_Data provided_
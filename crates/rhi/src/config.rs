//! Device configuration.

use serde::{Deserialize, Serialize};

use crate::cache::DEFAULT_MAX_IDLE_FRAMES;
use crate::error::{RhiError, RhiResult};

/// Largest supported number of frames in flight.
pub const MAX_FRAMES_IN_FLIGHT: u32 = 3;

/// Tunables of a [`Device`](crate::device::Device).
///
/// Deserialized from the `[device]` table of the application config; every
/// field falls back to its default when absent.
#[derive(Clone, Debug, PartialEq, Eq, Serialize, Deserialize)]
#[serde(default)]
pub struct DeviceConfig {
    /// Size of the frame ring. Resources destroyed in a frame are released
    /// this many `new_frame` calls later.
    pub frames_in_flight: u32,
    /// Frames a cached render pass or pipeline survives without a lookup.
    pub cache_max_idle_frames: u32,
}

impl Default for DeviceConfig {
    fn default() -> Self {
        Self {
            frames_in_flight: 2,
            cache_max_idle_frames: DEFAULT_MAX_IDLE_FRAMES,
        }
    }
}

impl DeviceConfig {
    /// Checks the ranges the device relies on.
    ///
    /// # Errors
    ///
    /// Returns [`RhiError::Config`] if `frames_in_flight` is outside
    /// `1..=MAX_FRAMES_IN_FLIGHT`, or if cached objects could be evicted while
    /// a frame still in flight references them.
    pub fn validate(&self) -> RhiResult<()> {
        if !(1..=MAX_FRAMES_IN_FLIGHT).contains(&self.frames_in_flight) {
            return Err(config_error(format!(
                "frames_in_flight must be in 1..={}, got {}",
                MAX_FRAMES_IN_FLIGHT, self.frames_in_flight
            )));
        }
        if self.cache_max_idle_frames < self.frames_in_flight {
            return Err(config_error(format!(
                "cache_max_idle_frames ({}) must be at least frames_in_flight ({})",
                self.cache_max_idle_frames, self.frames_in_flight
            )));
        }
        Ok(())
    }
}

fn config_error(message: String) -> RhiError {
    RhiError::Config(forge_core::Error::Config(message))
}

#[cfg(test)]
mod tests {
    use super::*;

    #[test]
    fn test_default_is_valid() {
        let config = DeviceConfig::default();
        assert_eq!(config.frames_in_flight, 2);
        assert_eq!(config.cache_max_idle_frames, 8);
        assert!(config.validate().is_ok());
    }

    #[test]
    fn test_frames_in_flight_range() {
        for frames in [0, MAX_FRAMES_IN_FLIGHT + 1] {
            let config = DeviceConfig {
                frames_in_flight: frames,
                ..Default::default()
            };
            assert!(matches!(config.validate(), Err(RhiError::Config(_))));
        }
    }

    #[test]
    fn test_cache_must_outlive_frame_ring() {
        let config = DeviceConfig {
            frames_in_flight: 3,
            cache_max_idle_frames: 2,
        };
        assert!(config.validate().is_err());
    }

    #[test]
    fn test_parse_partial_table() {
        let config: DeviceConfig = forge_core::config::parse("frames_in_flight = 3").unwrap();
        assert_eq!(config.frames_in_flight, 3);
        assert_eq!(config.cache_max_idle_frames, DEFAULT_MAX_IDLE_FRAMES);
    }
}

_Try it_
Write out every record exactly as it appears above.

_Problem solution_
filename crates/rhi/src/config.rs
//! Device configuration.

use serde::{Deserialize, Serialize};

use crate::cache::DEFAULT_MAX_IDLE_FRAMES;
use crate::error::{RhiError, RhiResult};

/// Largest supported number of frames in flight.
pub const MAX_FRAMES_IN_FLIGHT: u32 = 3;

/// Tunables of a [`Device`](crate::device::Device).
///
/// Deserialized from the `[device]` table of the application config; every
/// field falls back to its default when absent.
#[derive(Clone, Debug, PartialEq, Eq, Serialize, Deserialize)]
#[serde(default)]
pub struct DeviceConfig {
    /// Size of the frame ring. Resources destroyed in a frame are released
    /// this many `new_frame` calls later.
    pub frames_in_flight: u32,
    /// Frames a cached render pass or pipeline survives without a lookup.
    pub cache_max_idle_frames: u32,
}

impl Default for DeviceConfig {
    fn default() -> Self {
        Self {
            frames_in_flight: 2,
            cache_max_idle_frames: DEFAULT_MAX_IDLE_FRAMES,
        }
    }
}

impl DeviceConfig {
    /// Checks the ranges the device relies on.
    ///
    /// # Errors
    ///
    /// Returns [`RhiError::Config`] if `frames_in_flight` is outside
    /// `1..=MAX_FRAMES_IN_FLIGHT`, or if cached objects could be evicted while
    /// a frame still in flight references them.
    pub fn validate(&self) -> RhiResult<()> {
        if !(1..=MAX_FRAMES_IN_FLIGHT).contains(&self.frames_in_flight) {
            return Err(config_error(format!(
                "frames_in_flight must be in 1..={}, got {}",
                MAX_FRAMES_IN_FLIGHT, self.frames_in_flight
            )));
        }
        if self.cache_max_idle_frames < self.frames_in_flight {
            return Err(config_error(format!(
                "cache_max_idle_frames ({}) must be at least frames_in_flight ({})",
                self.cache_max_idle_frames, self.frames_in_flight
            )));
        }
        Ok(())
    }
}

fn config_error(message: String) -> RhiError {
    RhiError::Config(forge_core::Error::Config(message))
}

#[cfg(test)]
mod tests {
    use super::*;

    #[test]
    fn test_default_is_valid() {
        let config = DeviceConfig::default();
        assert_eq!(config.frames_in_flight, 2);
        assert_eq!(config.cache_max_idle_frames, 8);
        assert!(config.validate().is_ok());
    }

    #[test]
    fn test_frames_in_flight_range() {
        for frames in [0, MAX_FRAMES_IN_FLIGHT + 1] {
            let config = DeviceConfig {
                frames_in_flight: frames,
                ..Default::default()
            };
            assert!(matches!(config.validate(), Err(RhiError::Config(_))));
        }
    }

    #[test]
    fn test_cache_must_outlive_frame_ring() {
        let config = DeviceConfig {
            frames_in_flight: 3,
            cache_max_idle_frames: 2,
        };
        assert!(config.validate().is_err());
    }

    #[test]
    fn test_parse_partial_table() {
        let config: DeviceConfig = forge_core::config::parse("frames_in_flight = 3").unwrap();
        assert_eq!(config.frames_in_flight, 3);
        assert_eq!(config.cache_max_idle_frames, DEFAULT_MAX_IDLE_FRAMES);
    }
}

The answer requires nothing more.